==== Records for the task ====

//! In-memory executor for unit tests.
//!
//! `ScriptedExecutor` keeps just enough state to observe transactional behaviour:
//! every statement it receives, which writes are pending inside the open
//! transaction and which have been committed, and the commit-log markers written
//! by robust transactions. Faults are injected by statement prefix.

use crate::config::DEFAULT_LOG_TABLE;
use crate::db::executor::StatementExecutor;
use crate::db::types::Row;
use crate::error::{TxError, TxResult};
use crate::models::DatabaseType;
use serde_json::json;
use std::collections::{HashMap, HashSet};
use std::sync::{Arc, Mutex, MutexGuard};

#[derive(Debug, Clone, Copy, PartialEq, Eq)]
pub(crate) enum Fault {
    /// The link drops before the statement reaches the store.
    Connection,
    /// The store rejects the statement.
    Statement,
    /// Serialization conflict reported by the store.
    Serialization,
    /// The statement takes effect, then the link drops before the reply.
    LostAfterApply,
}

struct ScriptedFault {
    prefix: String,
    fault: Fault,
    remaining: usize,
}

#[derive(Default)]
pub(crate) struct ScriptState {
    pub open: bool,
    pub in_transaction: bool,
    pub statements: Vec<String>,
    pub pending: Vec<String>,
    pub committed: Vec<String>,
    pub pending_markers: Vec<String>,
    pub committed_markers: HashSet<String>,
    pub reconnects: usize,
    pub refused_reconnects: usize,
    faults: Vec<ScriptedFault>,
    rows: HashMap<String, Vec<Row>>,
}

/// Executor with scripted faults; clones share state.
#[derive(Clone)]
pub(crate) struct ScriptedExecutor {
    state: Arc<Mutex<ScriptState>>,
    log_table: String,
    database: DatabaseType,
}

impl ScriptedExecutor {
    pub fn new() -> Self {
        Self::with_database(DatabaseType::SQLite)
    }

    /// Executor that reports itself as `database`; only the dialect changes.
    pub fn with_database(database: DatabaseType) -> Self {
        let state = ScriptState {
            open: true,
            ..ScriptState::default()
        };
        Self {
            state: Arc::new(Mutex::new(state)),
            log_table: DEFAULT_LOG_TABLE.to_string(),
            database,
        }
    }

    pub fn state(&self) -> MutexGuard<'_, ScriptState> {
        self.state.lock().unwrap()
    }

    /// Fail the next `times` statements starting with `prefix`.
    pub fn fail(&self, prefix: &str, fault: Fault, times: usize) -> &Self {
        self.state().faults.push(ScriptedFault {
            prefix: prefix.to_string(),
            fault,
            remaining: times,
        });
        self
    }

    /// Make the next `times` reconnect attempts fail.
    pub fn refuse_reconnects(&self, times: usize) -> &Self {
        self.state().refused_reconnects = times;
        self
    }

    /// Rows returned by queries starting with `prefix`.
    pub fn returns(&self, prefix: &str, rows: Vec<Row>) -> &Self {
        self.state().rows.insert(prefix.to_string(), rows);
        self
    }

    /// Drop the link without telling the caller.
    pub fn sever(&self) {
        let mut state = self.state();
        state.open = false;
        state.in_transaction = false;
        state.pending.clear();
        state.pending_markers.clear();
    }

    pub fn statements(&self) -> Vec<String> {
        self.state().statements.clone()
    }

    pub fn committed(&self) -> Vec<String> {
        self.state().committed.clone()
    }

    pub fn count(&self, prefix: &str) -> usize {
        self.state()
            .statements
            .iter()
            .filter(|s| s.starts_with(prefix))
            .count()
    }

    pub fn boxed(&self) -> Box<dyn StatementExecutor> {
        Box::new(self.clone())
    }

    fn take_fault(state: &mut ScriptState, sql: &str) -> Option<Fault> {
        let entry = state
            .faults
            .iter_mut()
            .find(|f| f.remaining > 0 && sql.starts_with(&f.prefix))?;
        entry.remaining -= 1;
        Some(entry.fault)
    }

    fn lost(state: &mut ScriptState) -> TxError {
        state.open = false;
        state.in_transaction = false;
        state.pending.clear();
        state.pending_markers.clear();
        TxError::connection("server closed the connection unexpectedly", "Reconnect")
    }

    fn marker_id(&self, sql: &str) -> Option<String> {
        let insert = format!("INSERT INTO {} ", self.log_table);
        if !sql.starts_with(&insert) {
            return None;
        }
        let start = sql.find("VALUES ('")? + "VALUES ('".len();
        let len = sql[start..].find('\'')?;
        Some(sql[start..start + len].to_string())
    }

    fn apply(&self, state: &mut ScriptState, sql: &str) {
        let upper = sql.to_ascii_uppercase();
        if upper.starts_with("BEGIN") || upper.starts_with("START TRANSACTION") {
            state.in_transaction = true;
        } else if upper == "COMMIT" {
            let pending = std::mem::take(&mut state.pending);
            state.committed.extend(pending);
            let markers = std::mem::take(&mut state.pending_markers);
            state.committed_markers.extend(markers);
            state.in_transaction = false;
        } else if upper == "ROLLBACK" {
            state.pending.clear();
            state.pending_markers.clear();
            state.in_transaction = false;
        } else if let Some(id) = self.marker_id(sql) {
            if state.in_transaction {
                state.pending_markers.push(id);
            } else {
                state.committed_markers.insert(id);
            }
        } else if upper.starts_with(&format!("DELETE FROM {} ", self.log_table.to_ascii_uppercase())) {
            state.committed_markers.retain(|id| !sql.contains(id.as_str()));
        } else if upper.starts_with("INSERT") || upper.starts_with("UPDATE") || upper.starts_with("DELETE") {
            if state.in_transaction {
                state.pending.push(sql.to_string());
            } else {
                state.committed.push(sql.to_string());
            }
        }
    }

    fn run(&self, sql: &str) -> TxResult<()> {
        let mut state = self.state();
        state.statements.push(sql.to_string());
        if !state.open {
            return Err(TxError::connection("Connection is closed", "Reconnect"));
        }
        match Self::take_fault(&mut state, sql) {
            Some(Fault::Connection) => Err(Self::lost(&mut state)),
            Some(Fault::Statement) => Err(TxError::statement(
                "duplicate key value violates unique constraint",
                Some("23505".to_string()),
                "Fix the data",
            )),
            Some(Fault::Serialization) => Err(TxError::statement(
                "could not serialize access due to concurrent update",
                Some("40001".to_string()),
                "Retry the transaction",
            )),
            Some(Fault::LostAfterApply) => {
                self.apply(&mut state, sql);
                Err(Self::lost(&mut state))
            }
            None => {
                self.apply(&mut state, sql);
                Ok(())
            }
        }
    }
}

impl StatementExecutor for ScriptedExecutor {
    fn database_type(&self) -> DatabaseType {
        self.database
    }

    fn is_open(&self) -> bool {
        self.state().open
    }

    fn reconnect(&mut self) -> TxResult<()> {
        let mut state = self.state();
        state.reconnects += 1;
        if state.refused_reconnects > 0 {
            state.refused_reconnects -= 1;
            state.open = false;
            return Err(TxError::connection("connection refused", "Start the server"));
        }
        state.open = true;
        state.in_transaction = false;
        state.pending.clear();
        state.pending_markers.clear();
        Ok(())
    }

    fn execute(&mut self, sql: &str) -> TxResult<u64> {
        self.run(sql)?;
        Ok(1)
    }

    fn query(&mut self, sql: &str) -> TxResult<Vec<Row>> {
        self.run(sql)?;

        let state = self.state();
        let count_prefix = format!("SELECT COUNT(*) AS n FROM {} ", self.log_table);
        if sql.starts_with(&count_prefix) {
            let n = state
                .committed_markers
                .iter()
                .chain(state.pending_markers.iter())
                .filter(|id| sql.contains(id.as_str()))
                .count();
            return Ok(vec![Row::new(vec!["n".to_string()], vec![json!(n)])]);
        }

        Ok(state
            .rows
            .iter()
            .find(|(prefix, _)| sql.starts_with(prefix.as_str()))
            .map(|(_, rows)| rows.clone())
            .unwrap_or_default())
    }

    fn close(&mut self) {
        let mut state = self.state();
        state.open = false;
        state.in_transaction = false;
        state.pending.clear();
        state.pending_markers.clear();
    }
}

====

Action item - When a line among the entries above contains "link", copy it.

Exercise solution -
    /// The link drops before the statement reaches the store.
    /// The statement takes effect, then the link drops before the reply.
    /// Drop the link without telling the caller.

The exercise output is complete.